* Your assignment *
Go through the records line by line from the top and repeat each one exactly, ending with the line that contains "use quick_xml::Writer;".

Data records:
┏━━

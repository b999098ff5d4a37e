//! XML writing, sanitizing and well-formedness checks
//!
//! Every document this crate produces goes through [`XmlWriter`], which escapes
//! text and attribute values, rejects characters XML cannot carry, and strips
//! `{...}` template placeholders from everything except free text.
//! Documents received from the remote system go through [`clean_xml`], which
//! strips the same placeholders, checks well-formedness and pretty-prints.

use std::borrow::Cow;
use std::sync::LazyLock;

use quick_xml::Reader;
use quick_xml::Writer;
use quick_xml::events::{BytesDecl, BytesEnd, BytesStart, BytesText, Event};
use regex::Regex;

use crate::error::{Error, Result};

/// Spaces per nesting level in pretty-printed output
const INDENT: usize = 2;

#[allow(clippy::expect_used)]
static PLACEHOLDER: LazyLock<Regex> =
    LazyLock::new(|| Regex::new(r"\{[^}]*\}").expect("placeholder pattern is valid"));

fn malformed<E: std::fmt::Display>(e: E) -> Error {
    Error::MalformedPayload(e.to_string())
}

/// XML 1.0 `Char` production. Surrogates cannot occur in a Rust `char`.
fn is_xml_char(c: char) -> bool {
    matches!(c, '\t' | '\n' | '\r' | '\u{20}'..='\u{FFFD}' | '\u{10000}'..='\u{10FFFF}')
}

/// Reject values that no conforming XML parser would accept
fn check_chars(name: &str, value: &str) -> Result<()> {
    match value.char_indices().find(|(_, c)| !is_xml_char(*c)) {
        Some((offset, c)) => Err(Error::MalformedPayload(format!(
            "character U+{:04X} at offset {} in <{}> is not allowed in XML",
            c as u32, offset, name
        ))),
        None => Ok(()),
    }
}

/// Remove `{...}` template artifacts (e.g. `{+1}`) from a string
pub fn strip_placeholders(input: &str) -> Cow<'_, str> {
    PLACEHOLDER.replace_all(input, "")
}

/// Strip placeholders, then validate and pretty-print the document
///
/// # Errors
/// Returns [`Error::MalformedPayload`] if the stripped text is not a
/// well-formed XML document.
pub fn clean_xml(raw: &str) -> Result<String> {
    reformat(&strip_placeholders(raw))
}

/// Validate a document and re-serialize it with consistent indentation
///
/// The output always starts with an XML declaration. Whitespace-only text
/// between elements is dropped.
pub fn reformat(xml: &str) -> Result<String> {
    let mut reader = Reader::from_str(xml);
    reader.config_mut().trim_text(true);

    let mut writer = Writer::new_with_indent(Vec::new(), b' ', INDENT);
    let mut depth: usize = 0;
    let mut roots: usize = 0;
    let mut first = true;

    loop {
        let event = reader.read_event().map_err(|e| {
            Error::MalformedPayload(format!("at byte {}: {}", reader.buffer_position(), e))
        })?;

        if first && !matches!(event, Event::Decl(_) | Event::Eof) {
            writer
                .write_event(Event::Decl(BytesDecl::new("1.0", Some("UTF-8"), None)))
                .map_err(malformed)?;
        }
        first = false;

        match &event {
            Event::Eof => break,
            Event::Start(_) => {
                if depth == 0 {
                    roots += 1;
                }
                depth += 1;
            }
            Event::End(_) => {
                depth = depth
                    .checked_sub(1)
                    .ok_or_else(|| Error::MalformedPayload("unexpected closing tag".into()))?;
            }
            Event::Empty(_) => {
                if depth == 0 {
                    roots += 1;
                }
            }
            Event::Text(_) | Event::CData(_) if depth == 0 => {
                return Err(Error::MalformedPayload(
                    "text content outside the root element".into(),
                ));
            }
            _ => {}
        }

        writer.write_event(event).map_err(malformed)?;
    }

    if depth != 0 {
        return Err(Error::MalformedPayload(format!(
            "{} element(s) left unclosed",
            depth
        )));
    }
    if roots != 1 {
        return Err(Error::MalformedPayload(format!(
            "expected exactly one root element, found {}",
            roots
        )));
    }

    String::from_utf8(writer.into_inner()).map_err(malformed)
}

/// Check that a document is well-formed without keeping the reformatted output
pub fn check_well_formed(xml: &str) -> Result<()> {
    reformat(xml).map(|_| ())
}

/// Indenting writer used by the payload and envelope builders
pub(crate) struct XmlWriter {
    inner: Writer<Vec<u8>>,
}

impl XmlWriter {
    pub(crate) fn new() -> Self {
        Self {
            inner: Writer::new_with_indent(Vec::new(), b' ', INDENT),
        }
    }

    pub(crate) fn declaration(&mut self) -> Result<()> {
        self.inner
            .write_event(Event::Decl(BytesDecl::new("1.0", Some("UTF-8"), None)))
            .map_err(malformed)
    }

    pub(crate) fn start(&mut self, name: &str, attributes: &[(&str, &str)]) -> Result<()> {
        let element = element_with(name, attributes)?;
        self.inner
            .write_event(Event::Start(element))
            .map_err(malformed)
    }

    pub(crate) fn end(&mut self, name: &str) -> Result<()> {
        self.inner
            .write_event(Event::End(BytesEnd::new(name)))
            .map_err(malformed)
    }

    /// Write `<name attrs>text</name>`, or `<name attrs/>` when the sanitized
    /// text is empty
    pub(crate) fn text_element(
        &mut self,
        name: &str,
        attributes: &[(&str, &str)],
        text: &str,
    ) -> Result<()> {
        self.write_text_element(name, attributes, &strip_placeholders(text))
    }

    /// Like [`text_element`](Self::text_element) but keeps the text as given.
    /// Credentials must reach the server exactly as configured.
    pub(crate) fn verbatim_text_element(
        &mut self,
        name: &str,
        attributes: &[(&str, &str)],
        text: &str,
    ) -> Result<()> {
        self.write_text_element(name, attributes, text)
    }

    fn write_text_element(
        &mut self,
        name: &str,
        attributes: &[(&str, &str)],
        text: &str,
    ) -> Result<()> {
        check_chars(name, text)?;
        let element = element_with(name, attributes)?;
        if text.is_empty() {
            return self
                .inner
                .write_event(Event::Empty(element))
                .map_err(malformed);
        }
        self.inner
            .write_event(Event::Start(element))
            .map_err(malformed)?;
        self.inner
            .write_event(Event::Text(BytesText::new(text)))
            .map_err(malformed)?;
        self.end(name)
    }

    pub(crate) fn finish(self) -> Result<String> {
        String::from_utf8(self.inner.into_inner()).map_err(malformed)
    }
}

fn element_with<'a>(name: &'a str, attributes: &[(&str, &str)]) -> Result<BytesStart<'a>> {
    let mut element = BytesStart::new(name);
    for (key, value) in attributes {
        let value = strip_placeholders(value);
        check_chars(name, &value)?;
        element.push_attribute((*key, value.as_ref()));
    }
    Ok(element)
}


#[cfg(test)]
mod tests {
    use super::*;

    #[test]
    fn test_strip_placeholders_removes_braced_artifacts() {
        assert_eq!(strip_placeholders("<a>{+1}x{foo}</a>"), "<a>x</a>");
        assert_eq!(strip_placeholders("no artifacts"), "no artifacts");
    }

    #[test]
    fn test_clean_xml_pretty_prints_and_adds_declaration() {
        let cleaned = clean_xml("<root><child>value</child>{+1}</root>").unwrap();

        assert!(cleaned.starts_with("<?xml version=\"1.0\" encoding=\"UTF-8\"?>"));
        assert!(cleaned.contains("\n  <child>value</child>"));
        assert!(!cleaned.contains("{+1}"));
    }

    #[test]
    fn test_clean_xml_keeps_existing_declaration() {
        let cleaned = clean_xml("<?xml version=\"1.0\"?><root/>").unwrap();
        assert_eq!(cleaned.matches("<?xml").count(), 1);
    }

    #[test]
    fn test_reformat_rejects_unclosed_element() {
        let err = reformat("<root><child></root>").unwrap_err();
        assert!(matches!(err, Error::MalformedPayload(_)));
    }

    #[test]
    fn test_reformat_rejects_truncated_document() {
        assert!(matches!(
            reformat("<root><child>"),
            Err(Error::MalformedPayload(_))
        ));
    }

    #[test]
    fn test_reformat_rejects_empty_and_multi_root_input() {
        assert!(reformat("").is_err());
        assert!(reformat("<a/><b/>").is_err());
        assert!(reformat("plain text").is_err());
    }

    #[test]
    fn test_writer_escapes_text_and_attributes() {
        let mut writer = XmlWriter::new();
        writer
            .text_element("note", &[("by", "O'Neil & \"Co\"")], "a < b && c > d")
            .unwrap();
        let xml = writer.finish().unwrap();

        check_well_formed(&xml).unwrap();
        assert_eq!(inspect::texts(&xml, "note"), vec!["a < b && c > d"]);
    }

    #[test]
    fn test_writer_renders_empty_text_as_empty_element() {
        let mut writer = XmlWriter::new();
        writer.start("root", &[]).unwrap();
        writer.text_element("id", &[("type", "x")], "").unwrap();
        writer.end("root").unwrap();
        let xml = writer.finish().unwrap();

        assert!(xml.contains("<id type=\"x\"/>"));
        assert_eq!(inspect::texts(&xml, "id"), vec![""]);
    }

    #[test]
    fn test_writer_strips_placeholders_from_values() {
        let mut writer = XmlWriter::new();
        writer.text_element("v", &[], "late{+1} work").unwrap();
        let xml = writer.finish().unwrap();
        assert_eq!(inspect::texts(&xml, "v"), vec!["late work"]);
    }

    #[test]
    fn test_verbatim_writer_keeps_braces() {
        let mut writer = XmlWriter::new();
        writer.verbatim_text_element("v", &[], "rubric {v2}").unwrap();
        let xml = writer.finish().unwrap();
        assert_eq!(inspect::texts(&xml, "v"), vec!["rubric {v2}"]);
    }

    #[test]
    fn test_writer_rejects_characters_outside_xml_range() {
        let mut writer = XmlWriter::new();
        let err = writer
            .verbatim_text_element("note", &[], "late\u{1}work")
            .unwrap_err();
        assert!(matches!(err, Error::MalformedPayload(ref m) if m.contains("U+0001")));

        let err = writer.start("note", &[("by", "x\u{FFFE}")]).unwrap_err();
        assert!(matches!(err, Error::MalformedPayload(_)));
    }

    #[test]
    fn test_writer_accepts_tabs_newlines_and_astral_characters() {
        let mut writer = XmlWriter::new();
        writer
            .verbatim_text_element("note", &[], "line one\n\tline two \u{1F393}")
            .unwrap();
        let xml = writer.finish().unwrap();
        check_well_formed(&xml).unwrap();
    }
}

┗━━

* Result of the task *
repository b999098ff5d4a37e
//! XML writing, sanitizing and well-formedness checks
//!
//! Every document this crate produces goes through [`XmlWriter`], which escapes
//! text and attribute values, rejects characters XML cannot carry, and strips
//! `{...}` template placeholders from everything except free text.
//! Documents received from the remote system go through [`clean_xml`], which
//! strips the same placeholders, checks well-formedness and pretty-prints.

use std::borrow::Cow;
use std::sync::LazyLock;

use quick_xml::Reader;
use quick_xml::Writer;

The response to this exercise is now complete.